Every great visual tradition understood this. The golden ratio in Renaissance composition. The geometry behind Islamic tilework. The structural logic of a Bach fugue. What has changed is only the instrument: today, the instrument is code, and the outputs are infinitely reproducible, precisely specifiable, and genuinely unique.

Lumen & Logic is the name for the studio that builds at that intersection — not borrowing from two disciplines, but working where they have always been the same thing.

Why it works

01

It sounds established.

The "A & B" structure is the grammar of serious practices. Foster + Partners. Saatchi & Saatchi. Meier & Associates. It signals a studio large enough to contain more than one idea — and carries weight before anyone knows what it does.

02

The words describe the work.

Every piece we produce is literally both things: light rendered by logic. A mathematical system that generates visible radiance. The name is not a metaphor — it is an accurate description of the process from brief to delivery.

03

It travels without translation.

Lumen is understood in every European language. Logic is global. A hotel art director in Zurich, Tokyo, or Dubai reads the name and knows immediately what kind of studio this is — precise, considered, and rooted in craft.

On naming

A name is a position.

Naming a studio is one of the few moments where you are forced to be precise about what you actually believe. A single word says: here is my medium, my mood, my aspiration. Two words with an ampersand say something different — they say: this is a practice, a considered collision of disciplines, not a single point of view. The work requires both.

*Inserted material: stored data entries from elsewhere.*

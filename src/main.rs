use clap::{CommandFactory, FromArgMatches, Parser, Subcommand};
use evoforge::config::Config;
use evoforge::settings::RunSettings;
use std::process;
use std::sync::Arc;
use tracing::{error, info, warn, Level};

mod cmd;
mod reports;

#[derive(Parser, Debug)]
#[command(author, version, about, long_about = None)]
struct Cli {
    #[command(subcommand)]
    command: Commands,

    /// JSON run configuration. Flags given on the command line win.
    #[arg(global = true, long)]
    config: Option<String>,

    #[arg(global = true, long, default_value_t = false)]
    debug: bool,
}

#[derive(Subcommand, Debug)]
enum Commands {
    Run(cmd::run::RunArgs),
    Schedule(cmd::schedule::ScheduleArgs),
}

fn main() {
    let matches = Cli::command().get_matches();
    let cli = Cli::from_arg_matches(&matches).unwrap_or_else(|e| e.exit());

    let level = if cli.debug { Level::DEBUG } else { Level::INFO };
    tracing_subscriber::fmt().with_max_level(level).init();

    info!("🚀 Initializing EvoForge...");

    let cli_config = match &cli.command {
        Commands::Run(args) => &args.config,
        Commands::Schedule(args) => &args.config,
    };

    let config = match &cli.config {
        Some(path) => {
            info!("📂 Loading configuration: {}", path);
            let mut file_config = Config::load_from_file(path).unwrap_or_else(|e| {
                error!("❌ {}", e);
                process::exit(1);
            });
            match matches.subcommand() {
                Some((_, sub_matches)) => file_config.merge_from_cli(cli_config, sub_matches),
                None => warn!("⚠️  No subcommand matches; command-line overrides ignored."),
            }
            file_config
        }
        None => cli_config.clone(),
    };

    let settings = match RunSettings::from_config(&config) {
        Ok(s) => Arc::new(s),
        Err(e) => {
            error!("❌ FATAL CONFIGURATION ERROR:");
            error!("   {}", e);
            process::exit(1);
        }
    };

    let outcome = match cli.command {
        Commands::Run(args) => cmd::run::run(args, config, settings),
        Commands::Schedule(args) => cmd::schedule::run(args, settings),
    };

    if let Err(e) = outcome {
        error!("❌ {}", e);
        process::exit(1);
    }
}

We chose Lumen because the word carries its meaning physically. Say it and you feel the root: the measure of light, the quality of a room at dusk, the first thing a designer notices when they walk into a space. It is a hospitality word as much as a physics word. We chose Logic because nothing about the work is accidental — every curve, every colour, every boundary condition is a decision written into an algorithm and executed faithfully. The logic is the proof that the lumen is earned.

Together, the name says what we want every brief to end with: art that is specific to a place, consistent across every room, and impossible to replicate elsewhere. Not despite the mathematics — because of it.